またSLEWモードで起動しているとうるう秒を挿入しなくなります。(後述するLeap Indicatorがセットされない)
よって、7月1日9時の時点では最大1秒ずれていますが、徐々に正しい時間に調整されていく動作になります。
-x
オプションについてはman ntpd
で確認できます。
この閾値は-x
オプションを付けなくともntpd.conf
のtinker
で変更することも可能です。
tinker step 0
こうするとntpdはSTEPモードへの移行しなくなります。他にも色々と設定があるので詳しくはマニュアルを参照してください。
手元のUbuntu 14.LTSの場合ntpdは
/usr/sbin/ntpd -p /var/run/ntpd.pid -g -u 104:111
というように起動していました。
/etc/default/ntp
を
NTPD_OPTS='-g -x'
と変更してntpdを再起動すると
/usr/sbin/ntpd -p /var/run/ntpd.pid -g -x -u 104:111
と-x
オプション付きで起動しました。
Leap Indicatorを確認する方法
NTPによってうるう秒の情報が伝わってきているかの確認をする方法です。
$ ntpq -c rv
associd=0 status=0615 leap_none, sync_ntp, 1 event, clock_sync,
version="ntpd [email protected] Wed Oct 9 19:08:06 UTC 2013 (1)",
processor="x86_64", system="Linux/3.13.0-34-generic", leap=00, stratum=2,
precision=-17, rootdelay=21.629, rootdisp=950.751, refid=133.243.238.163,
reftime=d8593032.17d49c42 Fri, Jan 9 2015 1:34:58.093,
clock=d8593065.44e6a51e Fri, Jan 9 2015 1:35:49.269, peer=33242, tc=6,
mintc=3, offset=0.996, frequency=0.193, sys_jitter=0.000,
clk_jitter=0.352, clk_wander=0.000
という情報が確認できます。
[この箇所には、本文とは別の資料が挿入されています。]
//! Lexical similarity scoring.
//!
//! Texts are segmented into words by a [`Tokenizer`], turned into
//! bag-of-words [`TermVector`]s, and compared with cosine similarity over the
//! union of their vocabularies (absent words count as zero).
//!
//! Two flavours are used by the engine:
//!
//! * [`SimilarityScorer::text_similarity`] – term-frequency cosine, used by
//!   the query path to match input topics against graph concepts.
//! * [`SimilarityScorer::overlap_similarity`] – cosine over *binary* word
//!   sets, used during consolidation to find existing concepts that look like
//!   a freshly extracted topic.
//!
//! # Example
//!
//! ```rust
//! use hippo_memory::similarity::SimilarityScorer;
//!
//! let scorer = SimilarityScorer::default();
//! assert!((scorer.text_similarity("black cat", "black cat") - 1.0).abs() < 1e-9);
//! assert_eq!(scorer.text_similarity("black cat", "green tea"), 0.0);
//! ```

use std::collections::{HashMap, HashSet};
use std::sync::Arc;

/// Word → occurrence count.
pub type TermVector = HashMap<String, usize>;

// ─────────────────────────────────────────────────────────────────────────────
// Tokenizer
// ─────────────────────────────────────────────────────────────────────────────

/// Language-specific word segmentation.
pub trait Tokenizer: Send + Sync {
    /// Split `text` into word tokens.  Must be deterministic.
    fn segment(&self, text: &str) -> Vec<String>;
}

/// Unicode-aware fallback tokenizer.
///
/// Runs of alphanumeric characters become one lower-cased token each; CJK
/// ideographs and kana, which are written without spaces, are emitted one
/// character per token.  Everything else separates tokens.
#[derive(Debug, Clone, Copy, Default)]
pub struct SimpleTokenizer;

fn is_unspaced_script(c: char) -> bool {
    matches!(c,
        '\u{3040}'..='\u{30FF}'   // hiragana, katakana
        | '\u{3400}'..='\u{4DBF}' // CJK extension A
        | '\u{4E00}'..='\u{9FFF}' // CJK unified ideographs
        | '\u{F900}'..='\u{FAFF}' // CJK compatibility ideographs
    )
}

impl Tokenizer for SimpleTokenizer {
    fn segment(&self, text: &str) -> Vec<String> {
        let mut tokens = Vec::new();
        let mut word = String::new();
        for c in text.chars() {
            if is_unspaced_script(c) {
                if !word.is_empty() {
                    tokens.push(std::mem::take(&mut word));
                }
                tokens.push(c.to_string());
            } else if c.is_alphanumeric() {
                word.extend(c.to_lowercase());
            } else if !word.is_empty() {
                tokens.push(std::mem::take(&mut word));
            }
        }
        if !word.is_empty() {
            tokens.push(word);
        }
        tokens
    }
}

// ─────────────────────────────────────────────────────────────────────────────
// Cosine similarity
// ─────────────────────────────────────────────────────────────────────────────

/// Cosine similarity between two equal-length dense vectors.
///
/// Returns `0.0` if either vector has zero norm (including empty vectors).
/// Trailing components of the longer slice are treated as paired with zero.
pub fn cosine_dense(a: &[f64], b: &[f64]) -> f64 {
    let dot: f64 = a.iter().zip(b).map(|(x, y)| x * y).sum();
    let norm_a: f64 = a.iter().map(|x| x * x).sum::<f64>().sqrt();
    let norm_b: f64 = b.iter().map(|x| x * x).sum::<f64>().sqrt();
    if norm_a == 0.0 || norm_b == 0.0 {
        0.0
    } else {
        dot / (norm_a * norm_b)
    }
}

/// Cosine similarity between two sparse term vectors over the union of keys.
///
/// Returns `0.0` if either vector has zero norm.
pub fn cosine(v1: &TermVector, v2: &TermVector) -> f64 {
    let norm = |v: &TermVector| v.values().map(|&c| (c * c) as f64).sum::<f64>().sqrt();
    let (n1, n2) = (norm(v1), norm(v2));
    if n1 == 0.0 || n2 == 0.0 {
        return 0.0;
    }
    let dot: f64 = v1
        .iter()
        .filter_map(|(word, &c1)| v2.get(word).map(|&c2| (c1 * c2) as f64))
        .sum();
    dot / (n1 * n2)
}

// ─────────────────────────────────────────────────────────────────────────────
// SimilarityScorer
// ─────────────────────────────────────────────────────────────────────────────

/// Vectorizes text with a shared [`Tokenizer`] and scores pairs of texts.
#[derive(Clone)]
pub struct SimilarityScorer {
    tokenizer: Arc<dyn Tokenizer>,
}

impl SimilarityScorer {
    pub fn new(tokenizer: Arc<dyn Tokenizer>) -> Self {
        Self { tokenizer }
    }

    /// Word → count map for `text`.
    pub fn vectorize(&self, text: &str) -> TermVector {
        let mut vector = TermVector::new();
        for word in self.tokenizer.segment(text) {
            *vector.entry(word).or_insert(0) += 1;
        }
        vector
    }

    /// Term-frequency cosine similarity of two texts.
    pub fn text_similarity(&self, a: &str, b: &str) -> f64 {
        cosine(&self.vectorize(a), &self.vectorize(b))
    }

    /// Cosine similarity of the two texts' word *sets*, i.e.
    /// `|A ∩ B| / sqrt(|A| · |B|)`.
    pub fn overlap_similarity(&self, a: &str, b: &str) -> f64 {
        let set_a: HashSet<String> = self.tokenizer.segment(a).into_iter().collect();
        let set_b: HashSet<String> = self.tokenizer.segment(b).into_iter().collect();
        if set_a.is_empty() || set_b.is_empty() {
            return 0.0;
        }
        let shared = set_a.intersection(&set_b).count() as f64;
        shared / ((set_a.len() * set_b.len()) as f64).sqrt()
    }
}

impl Default for SimilarityScorer {
    fn default() -> Self {
        Self::new(Arc::new(SimpleTokenizer))
    }
}

// ─────────────────────────────────────────────────────────────────────────────
// Tests
// ─────────────────────────────────────────────────────────────────────────────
leap=00
というのがLeap Indicatorです。
- 00 の場合は調整は発生しません
- 01 正の調整が発生
- 10 負調整が発生
どうすればいいのか?
うるう秒を迎えるにあたってどうすればいいのかをまとめます。
- tzdatazパッケージを最新にして適応しておく
- Linuxカーネルをアップデートしておく(古すぎるカーネルに一部クラッシュものがあるため)
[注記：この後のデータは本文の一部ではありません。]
//! Configuration Vault – reads/writes `~/.hippocampus/config.toml`.

use hippo_memory::HippocampusConfig;
use hippo_types::HippoError;
use hippo_runtime::MaintenanceSchedule;
use serde::{Deserialize, Serialize};
use std::fs;
use std::path::{Path, PathBuf};

/// Persisted user configuration stored in `~/.hippocampus/config.toml`.
#[derive(Clone, Serialize, Deserialize)]
pub struct Config {
    /// Base URL of the OpenAI-compatible model server.
    #[serde(default = "default_llm_url")]
    pub llm_url: String,

    /// Model used for topic extraction and summarization (e.g. "llama3").
    #[serde(default = "default_model")]
    pub model: String,

    /// Bearer token for hosted APIs (stored as plain text – the file is
    /// written owner-only).
    #[serde(default, skip_serializing_if = "String::is_empty")]
    pub api_key: String,

    /// SQLite file holding messages and the persisted graph.
    #[serde(default = "default_db_path")]
    pub db_path: String,

    /// Memory engine tunables.
    #[serde(default)]
    pub memory: HippocampusConfig,

    /// Background job intervals for `hippocampus daemon`.
    #[serde(default)]
    pub schedule: MaintenanceSchedule,
}

impl std::fmt::Debug for Config {
    fn fmt(&self, f: &mut std::fmt::Formatter<'_>) -> std::fmt::Result {
        f.debug_struct("Config")
            .field("llm_url", &self.llm_url)
            .field("model", &self.model)
            .field("api_key", if self.api_key.is_empty() { &"<not set>" } else { &"<redacted>" })
            .field("db_path", &self.db_path)
            .field("memory", &self.memory)
            .field("schedule", &self.schedule)
            .finish()
    }
}

fn default_llm_url() -> String {
    "http://localhost:11434".to_string()
}
fn default_model() -> String {
    "llama3".to_string()
}
fn default_db_path() -> String {
    config_dir_for_home(&home_dir()).join("memory.db").to_string_lossy().into_owned()
}

impl Default for Config {
    fn default() -> Self {
        Self {
            llm_url: default_llm_url(),
            model: default_model(),
            api_key: String::new(),
            db_path: default_db_path(),
            memory: HippocampusConfig::default(),
            schedule: MaintenanceSchedule::default(),
        }
    }
}

impl Config {
    /// The API key, if one is configured.
    pub fn api_key(&self) -> Option<String> {
        (!self.api_key.is_empty()).then(|| self.api_key.clone())
    }
}

fn home_dir() -> String {
    std::env::var("HOME")
        .or_else(|_| std::env::var("USERPROFILE"))
        .unwrap_or_else(|_| ".".to_string())
}

/// Return the path to `~/.hippocampus/config.toml`.
pub fn config_path() -> PathBuf {
    config_path_for_home(&home_dir())
}

fn config_dir_for_home(home: &str) -> PathBuf {
    PathBuf::from(home).join(".hippocampus")
}

/// Build the config path relative to the given home directory.
pub(crate) fn config_path_for_home(home: &str) -> PathBuf {
    config_dir_for_home(home).join("config.toml")
}

/// Load the config from disk.  Returns `None` if the file does not exist.
pub fn load() -> Result<Option<Config>, HippoError> {
    load_from(&config_path())
}

/// Defaults with `HIPPO_*` overrides applied, for when no file is usable.
pub fn defaults_with_env() -> Config {
    let mut cfg = Config::default();
    apply_env_overrides(&mut cfg);
    cfg
}

/// Load the config from a specific path.
pub(crate) fn load_from(path: &Path) -> Result<Option<Config>, HippoError> {
    if !path.exists() {
        return Ok(None);
    }
    let raw = fs::read_to_string(path)
        .map_err(|e| HippoError::Config(format!("Failed to read config at {}: {}", path.display(), e)))?;
    let mut cfg: Config = toml::from_str(&raw).map_err(|e| HippoError::Config(format!("Failed to parse config: {}", e)))?;
    apply_env_overrides(&mut cfg);
    Ok(Some(cfg))
}

/// Apply `HIPPO_*` environment variable overrides to `cfg`.
///
/// | Variable | Config field |
/// |---|---|
/// | `HIPPO_LLM_URL` | `llm_url` |
/// | `HIPPO_MODEL` | `model` |
/// | `HIPPO_DB_PATH` | `db_path` |
/// | `HIPPO_API_KEY` | `api_key` |
/// | `HIPPO_REQUEST_TIMEOUT_SECS` | `memory.request_timeout_secs` |
pub fn apply_env_overrides(cfg: &mut Config) {
    if let Ok(v) = std::env::var("HIPPO_LLM_URL") {
        cfg.llm_url = v;
    }
    if let Ok(v) = std::env::var("HIPPO_MODEL") {
        cfg.model = v;
    }
    if let Ok(v) = std::env::var("HIPPO_DB_PATH") {
        cfg.db_path = v;
    }
    if let Ok(v) = std::env::var("HIPPO_API_KEY") {
        cfg.api_key = v;
    }
    if let Ok(v) = std::env::var("HIPPO_REQUEST_TIMEOUT_SECS")
        && let Ok(secs) = v.parse::<u64>()
    {
        cfg.memory.request_timeout_secs = secs;
    }
}

/// Save the config to disk, creating `~/.hippocampus/` if necessary.
pub fn save(cfg: &Config) -> Result<(), HippoError> {
    save_to(cfg, &config_path())
}

/// Save the config to a specific path.
pub(crate) fn save_to(cfg: &Config, path: &Path) -> Result<(), HippoError> {
    if let Some(parent) = path.parent() {
        ensure_private_dir(parent)?;
    }
    let raw = toml::to_string_pretty(cfg).map_err(|e| HippoError::Config(format!("Failed to serialize config: {}", e)))?;
    #[cfg(unix)]
    {
        use std::os::unix::fs::OpenOptionsExt;
        fs::OpenOptions::new()
            .write(true)
            .create(true)
            .truncate(true)
            .mode(0o600)
            .open(path)
            .and_then(|mut f| {
                use std::io::Write;
                f.write_all(raw.as_bytes())
            })
            .map_err(|e| HippoError::Config(format!("Failed to write config at {}: {}", path.display(), e)))?;
    }
    #[cfg(not(unix))]
    fs::write(path, raw).map_err(|e| HippoError::Config(format!("Failed to write config at {}: {}", path.display(), e)))?;
    Ok(())
}

/// Create `dir` (owner-only on Unix) if it is missing.
pub(crate) fn ensure_private_dir(dir: &Path) -> Result<(), HippoError> {
    if dir.as_os_str().is_empty() || dir.exists() {
        return Ok(());
    }
    fs::create_dir_all(dir).map_err(|e| HippoError::Config(format!("Failed to create directory {}: {}", dir.display(), e)))?;
    #[cfg(unix)]
    {
        use std::os::unix::fs::PermissionsExt;
        fs::set_permissions(dir, fs::Permissions::from_mode(0o700))
            .map_err(|e| HippoError::Config(format!("Failed to set permissions on {}: {}", dir.display(), e)))?;
    }
    Ok(())
}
- ntpdのパッケージを最新にする(古いバージョンだとSLEWモードでもLIビットを立てるものがあるため)
- 時刻とハードウェアクロックを正しい時間に合わせておく
- ntpdを
-x
オプション付きで起動、もしくはtinker
でstepを調整
以上で前回のうるう秒で起きた同様のケースは防げるかと思います。
ですが、稼働しているアプリケーションやシステムがうるう秒の時間をどのようにカウントするかで影響があるか調査、判断しなければなりません。
そして、2015年7月1日午前9時はサーバの管理者の方は待機して迎えたほうが良さそうです。
仮にプロセスのCPUが100%に張り付くような2012年と同様の症状が発生した場合は、ntpdを停止して
# date `date +'%m%d%H%M%C%y.%S'`
か、再起動で2012年と同様の問題のケースは解決するようです。
参考
以下のサイトを参考にしました。
- NTP うるう秒(閏秒)
- Leap Seconds in Red Hat Enterprise Linux – Red Hat Customer Portal
- 2012 年 7 月 1 日のうるう秒挿入時に発生した Linux カーネルの不具合に関する情報
- 【RHEL】這いよる閏秒 7月1日9:00(JST)の挙動(3年ぶりだな) | Pocketstudio.jp log3
- NTP設定 – とあるSIerの憂鬱
Linux Kernelの処理について書かれている資料
「4.4 カーネルソース解析の実例」において、kernel内部での時刻制御ついて書かれているらしいのでチェックする。